Adenine excisional repair function of MYH protein on the adenine:8-hydroxyguanine base pair in double-stranded DNA.

ABSTRACT

Adenine paired with 8-hydroxyguanine (oh(8)G), a major component of oxidative DNA damage, is excised by MYH base excision repair protein in human cells. Since repair activity of MYH protein on an AG mismatch has also been reported, we compared the repair activity of His(6)-tagged MYH proteins, expressed in Spodoptera frugiperda Sf21 cells, on Aoh(8)G and AG mismatches by DNA cleavage assay and gel mobility shift assay.

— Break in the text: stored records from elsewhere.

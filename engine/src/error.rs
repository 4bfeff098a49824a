//! FILENAME: engine/src/error.rs

use thiserror::Error;

/// Failures raised by the engine. Per-cell problems (a bad formula, an
/// unparsable date) are normally absorbed into `null` values by the caller;
/// these errors only reach the request boundary when a whole operation
/// cannot run.
#[derive(Error, Debug, Clone, PartialEq)]
pub enum EngineError {
    #[error("Missing required parameter: {0}")]
    MissingParameter(String),

    #[error("Unsafe expression: {0}")]
    UnsafeExpression(String),

    #[error("Invalid field: {0}")]
    InvalidField(String),

    #[error("Insufficient data: {0}")]
    InsufficientData(String),

    #[error("Unhandled failure: {0}")]
    UnhandledFailure(String),
}

pub type EngineResult<T> = Result<T, EngineError>;
//! FILENAME: parser/src/ast.rs
//! PURPOSE: Defines the Abstract Syntax Tree (AST) for calculated-field formulas.
//! CONTEXT: After the Lexer tokenizes a formula string, the Parser converts
//! those tokens into this tree structure. The engine then traverses the tree
//! once per data group, substituting each aggregate with its group value.
//!
//! SUPPORTED EXPRESSIONS:
//! - Number literals: 2, 0.5, .25
//! - Aggregates over a field: SUM([Revenue]), MEDIAN([Price])
//! - Binary operations: +, -, *, /
//! - Unary operations: -, +

/// Represents a parsed formula expression.
#[derive(Debug, PartialEq, Clone)]
pub enum Expression {
    /// A numeric literal.
    Number(f64),

    /// An aggregate over one field of the current group.
    /// Bare references like `[Revenue]` parse as `SUM([Revenue])`.
    Aggregate {
        function: AggregateFunction,
        field: String,
    },

    /// A binary operation: left op right (e.g., [Revenue] - [Cost]).
    BinaryOp {
        left: Box<Expression>,
        op: BinaryOperator,
        right: Box<Expression>,
    },

    /// A unary operation: op operand (e.g., -[Cost]).
    UnaryOp {
        op: UnaryOperator,
        operand: Box<Expression>,
    },
}

impl Expression {
    /// Returns the distinct field names referenced by the expression,
    /// in first-reference order.
    pub fn referenced_fields(&self) -> Vec<&str> {
        let mut fields = Vec::new();
        self.collect_fields(&mut fields);
        fields
    }

    fn collect_fields<'a>(&'a self, out: &mut Vec<&'a str>) {
        match self {
            Expression::Number(_) => {}
            Expression::Aggregate { field, .. } => {
                if !out.contains(&field.as_str()) {
                    out.push(field.as_str());
                }
            }
            Expression::BinaryOp { left, right, .. } => {
                left.collect_fields(out);
                right.collect_fields(out);
            }
            Expression::UnaryOp { operand, .. } => operand.collect_fields(out),
        }
    }
}

/// Aggregate functions recognized inside formulas.
#[derive(Debug, PartialEq, Eq, Clone, Copy, Hash)]
pub enum AggregateFunction {
    Sum,
    Avg,
    Count,
    CountDistinct,
    Min,
    Max,
    Median,
    StdDev,
    Var,
}

impl AggregateFunction {
    pub const ALL: [AggregateFunction; 9] = [
        AggregateFunction::Sum,
        AggregateFunction::Avg,
        AggregateFunction::Count,
        AggregateFunction::CountDistinct,
        AggregateFunction::Min,
        AggregateFunction::Max,
        AggregateFunction::Median,
        AggregateFunction::StdDev,
        AggregateFunction::Var,
    ];

    /// Looks up a function by its formula spelling. Matching is exact.
    pub fn from_name(name: &str) -> Option<Self> {
        Self::ALL.iter().copied().find(|f| f.name() == name)
    }

    pub fn name(&self) -> &'static str {
        match self {
            AggregateFunction::Sum => "SUM",
            AggregateFunction::Avg => "AVG",
            AggregateFunction::Count => "COUNT",
            AggregateFunction::CountDistinct => "COUNTD",
            AggregateFunction::Min => "MIN",
            AggregateFunction::Max => "MAX",
            AggregateFunction::Median => "MEDIAN",
            AggregateFunction::StdDev => "STDEV",
            AggregateFunction::Var => "VAR",
        }
    }
}

/// Binary operators, lowest precedence group first.
#[derive(Debug, PartialEq, Clone, Copy)]
pub enum BinaryOperator {
    Add,      // +
    Subtract, // -
    Multiply, // *
    Divide,   // /
}

/// Unary operators.
#[derive(Debug, PartialEq, Clone, Copy)]
pub enum UnaryOperator {
    Negate, // -
    Plus,   // +
}

impl std::fmt::Display for Expression {
    fn fmt(&self, f: &mut std::fmt::Formatter<'_>) -> std::fmt::Result {
        match self {
            Expression::Number(n) => write!(f, "{}", n),
            Expression::Aggregate { function, field } => {
                write!(f, "{}([{}])", function, field)
            }
            Expression::BinaryOp { left, op, right } => {
                write!(f, "({} {} {})", left, op, right)
            }
            Expression::UnaryOp { op, operand } => write!(f, "{}{}", op, operand),
        }
    }
}

impl std::fmt::Display for AggregateFunction {
    fn fmt(&self, f: &mut std::fmt::Formatter<'_>) -> std::fmt::Result {
        f.write_str(self.name())
    }
}

impl std::fmt::Display for BinaryOperator {
    fn fmt(&self, f: &mut std::fmt::Formatter<'_>) -> std::fmt::Result {
        match self {
            BinaryOperator::Add => write!(f, "+"),
            BinaryOperator::Subtract => write!(f, "-"),
            BinaryOperator::Multiply => write!(f, "*"),
            BinaryOperator::Divide => write!(f, "/"),
        }
    }
}

impl std::fmt::Display for UnaryOperator {
    fn fmt(&self, f: &mut std::fmt::Formatter<'_>) -> std::fmt::Result {
        match self {
            UnaryOperator::Negate => write!(f, "-"),
            UnaryOperator::Plus => write!(f, "+"),
        }
    }
}
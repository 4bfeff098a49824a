//! FILENAME: worker/src/lib.rs
// PURPOSE: Main library entry point for the chart worker.
// CONTEXT: One request per stdin line, one JSON reply per stdout line. The
// engine crates stay free of I/O; everything process-level lives here.

pub mod config;
pub mod dispatch;
pub mod error;
pub mod logging;
pub mod request;

pub use config::WorkerConfig;
pub use dispatch::{handle_message, run_analysis, run_binning, Dispatcher, BINNING_PARAMETERS_MISSING};
pub use error::WorkerError;
pub use logging::{init_log_file, next_seq, write_log};
pub use request::{AnalysisParams, AnalysisPayload, BinningPayload, Envelope, Operation, TestType};
//! FILENAME: parser/src/parser.rs
//! PURPOSE: Recursive descent parser that converts a stream of Tokens into an AST.
//! CONTEXT: This is the second stage of the parsing pipeline. It takes tokens
//! from the Lexer and builds an Expression tree that can be evaluated.
//!
//! GRAMMAR:
//!   expression     --> additive
//!   additive       --> multiplicative ( ("+" | "-") multiplicative )*
//!   multiplicative --> unary ( ("*" | "/") unary )*
//!   unary          --> ("-" | "+") unary | primary
//!   primary        --> NUMBER | FIELD_REF | aggregate | "(" expression ")"
//!   aggregate      --> AGGREGATE_NAME "(" FIELD_REF ")"
//!
//! Any identifier that is not an aggregate name, and any character the lexer
//! could not classify, is reported as ParseErrorKind::Disallowed.

use crate::ast::{AggregateFunction, BinaryOperator, Expression, UnaryOperator};
use crate::lexer::Lexer;
use crate::token::Token;

/// Distinguishes malformed input from input that leaves the formula alphabet.
#[derive(Debug, PartialEq, Eq, Clone, Copy)]
pub enum ParseErrorKind {
    /// Well-formed tokens in an invalid arrangement, e.g. `(1 + 2`.
    Syntax,
    /// Characters or words outside the formula language, e.g. `alert(1)`.
    Disallowed,
}

/// Parser errors with descriptive messages.
#[derive(Debug, PartialEq, Clone)]
pub struct ParseError {
    pub kind: ParseErrorKind,
    pub message: String,
}

impl ParseError {
    pub fn new(message: impl Into<String>) -> Self {
        ParseError {
            kind: ParseErrorKind::Syntax,
            message: message.into(),
        }
    }

    pub fn disallowed(message: impl Into<String>) -> Self {
        ParseError {
            kind: ParseErrorKind::Disallowed,
            message: message.into(),
        }
    }
}

impl std::fmt::Display for ParseError {
    fn fmt(&self, f: &mut std::fmt::Formatter<'_>) -> std::fmt::Result {
        match self.kind {
            ParseErrorKind::Syntax => write!(f, "Parse error: {}", self.message),
            ParseErrorKind::Disallowed => write!(f, "Disallowed input: {}", self.message),
        }
    }
}

impl std::error::Error for ParseError {}

pub type ParseResult<T> = Result<T, ParseError>;

/// The Parser struct holds the lexer and current token state.
pub struct Parser<'a> {
    lexer: Lexer<'a>,
    current_token: Token,
}

impl<'a> Parser<'a> {
    /// Creates a new parser from an input string.
    /// Automatically advances to the first token.
    pub fn new(input: &'a str) -> Self {
        let mut lexer = Lexer::new(input);
        let current_token = lexer.next_token();
        Parser {
            lexer,
            current_token,
        }
    }

    /// Parses the entire input and returns the AST.
    pub fn parse(&mut self) -> ParseResult<Expression> {
        if self.current_token == Token::EOF {
            return Err(ParseError::new("Empty expression"));
        }

        let expr = self.parse_expression()?;

        if self.current_token != Token::EOF {
            return Err(self.unexpected("after expression"));
        }

        Ok(expr)
    }

    fn advance(&mut self) {
        self.current_token = self.lexer.next_token();
    }

    /// Checks if the current token matches the expected token.
    /// If it matches, advances and returns Ok. Otherwise returns an error.
    fn expect(&mut self, expected: Token) -> ParseResult<()> {
        if self.current_token == expected {
            self.advance();
            Ok(())
        } else {
            Err(self.unexpected(&format!("where {} was expected", expected)))
        }
    }

    /// Builds the error for the current token. Illegal characters and stray
    /// words are always Disallowed, whatever the parser was expecting.
    fn unexpected(&self, context: &str) -> ParseError {
        match &self.current_token {
            Token::Illegal(ch) => {
                ParseError::disallowed(format!("illegal character '{}'", ch))
            }
            Token::Identifier(name) if AggregateFunction::from_name(name).is_none() => {
                ParseError::disallowed(format!("unknown word '{}'", name))
            }
            Token::EOF => ParseError::new(format!("unexpected end of formula {}", context)),
            token => ParseError::new(format!("unexpected token {} {}", token, context)),
        }
    }

    fn parse_expression(&mut self) -> ParseResult<Expression> {
        self.parse_additive()
    }

    /// Parses additive expressions (+ and -).
    fn parse_additive(&mut self) -> ParseResult<Expression> {
        let mut left = self.parse_multiplicative()?;

        loop {
            let op = match &self.current_token {
                Token::Plus => BinaryOperator::Add,
                Token::Minus => BinaryOperator::Subtract,
                _ => break,
            };

            self.advance();
            let right = self.parse_multiplicative()?;

            left = Expression::BinaryOp {
                left: Box::new(left),
                op,
                right: Box::new(right),
            };
        }

        Ok(left)
    }

    /// Parses multiplicative expressions (* and /).
    fn parse_multiplicative(&mut self) -> ParseResult<Expression> {
        let mut left = self.parse_unary()?;

        loop {
            let op = match &self.current_token {
                Token::Asterisk => BinaryOperator::Multiply,
                Token::Slash => BinaryOperator::Divide,
                _ => break,
            };

            self.advance();
            let right = self.parse_unary()?;

            left = Expression::BinaryOp {
                left: Box::new(left),
                op,
                right: Box::new(right),
            };
        }

        Ok(left)
    }

    /// Parses unary sign prefixes.
    fn parse_unary(&mut self) -> ParseResult<Expression> {
        let op = match self.current_token {
            Token::Minus => UnaryOperator::Negate,
            Token::Plus => UnaryOperator::Plus,
            _ => return self.parse_primary(),
        };

        self.advance();
        let operand = self.parse_unary()?;
        Ok(Expression::UnaryOp {
            op,
            operand: Box::new(operand),
        })
    }

    /// Parses primary expressions (numbers, field refs, aggregates, parentheses).
    fn parse_primary(&mut self) -> ParseResult<Expression> {
        match self.current_token.clone() {
            Token::Number(n) => {
                self.advance();
                Ok(Expression::Number(n))
            }

            // A bare reference is summed over the group
            Token::FieldRef(field) => {
                check_field_name(&field)?;
                self.advance();
                Ok(Expression::Aggregate {
                    function: AggregateFunction::Sum,
                    field,
                })
            }

            Token::Identifier(name) => match AggregateFunction::from_name(&name) {
                Some(function) => {
                    self.advance();
                    self.parse_aggregate(function)
                }
                None => Err(ParseError::disallowed(format!("unknown word '{}'", name))),
            },

            Token::LParen => {
                self.advance();
                let expr = self.parse_expression()?;
                self.expect(Token::RParen)?;
                Ok(expr)
            }

            _ => Err(self.unexpected("where a value was expected")),
        }
    }

    /// Parses the argument list of an aggregate: exactly one field reference.
    fn parse_aggregate(&mut self, function: AggregateFunction) -> ParseResult<Expression> {
        self.expect(Token::LParen)?;

        let field = match self.current_token.clone() {
            Token::FieldRef(field) => {
                check_field_name(&field)?;
                self.advance();
                field
            }
            _ => {
                return Err(self.unexpected(&format!(
                    "in {}(): a single [field] argument is required",
                    function
                )))
            }
        };

        self.expect(Token::RParen)?;
        Ok(Expression::Aggregate { function, field })
    }
}

fn check_field_name(field: &str) -> ParseResult<()> {
    if field.is_empty() {
        Err(ParseError::new("empty field reference '[]'"))
    } else {
        Ok(())
    }
}

/// Convenience function to parse a formula string directly.
pub fn parse(input: &str) -> ParseResult<Expression> {
    let mut parser = Parser::new(input);
    parser.parse()
}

We also compared the repair ability of type 1 mitochondrial protein with type 2 nuclear protein, as well as of polymorphic type 1-Q(324) and 2-Q(310) proteins with type 1-H(324) and 2-H(310) proteins by DNA cleavage assay and complementation assay of an Escherichia coli mutM mutY strain. In a reaction buffer with a low salt (0-50 mM) concentration, adenine DNA glycosylase activity of type 2 protein was detected on both Aoh(8)G and AG substrates. However, in a reaction buffer with a 150 mM salt concentration, similar to physiological conditions, the glycosylase activity on AG, but not on Aoh(8)G, was extremely reduced and the binding activity of type 2 protein for AG, but not for Aoh(8)G, was proportionally reduced. The glycosylase activity on Aoh(8)G and the ability to suppress spontaneous mutagenesis were greater for type 2 than type 1 enzyme. There was apparently no difference in the repair activities between the two types of polymorphic MYH proteins. These results indicate that human MYH protein specifically catalyzes the glycosylase reaction on Aoh(8)G under physiological salt concentrations.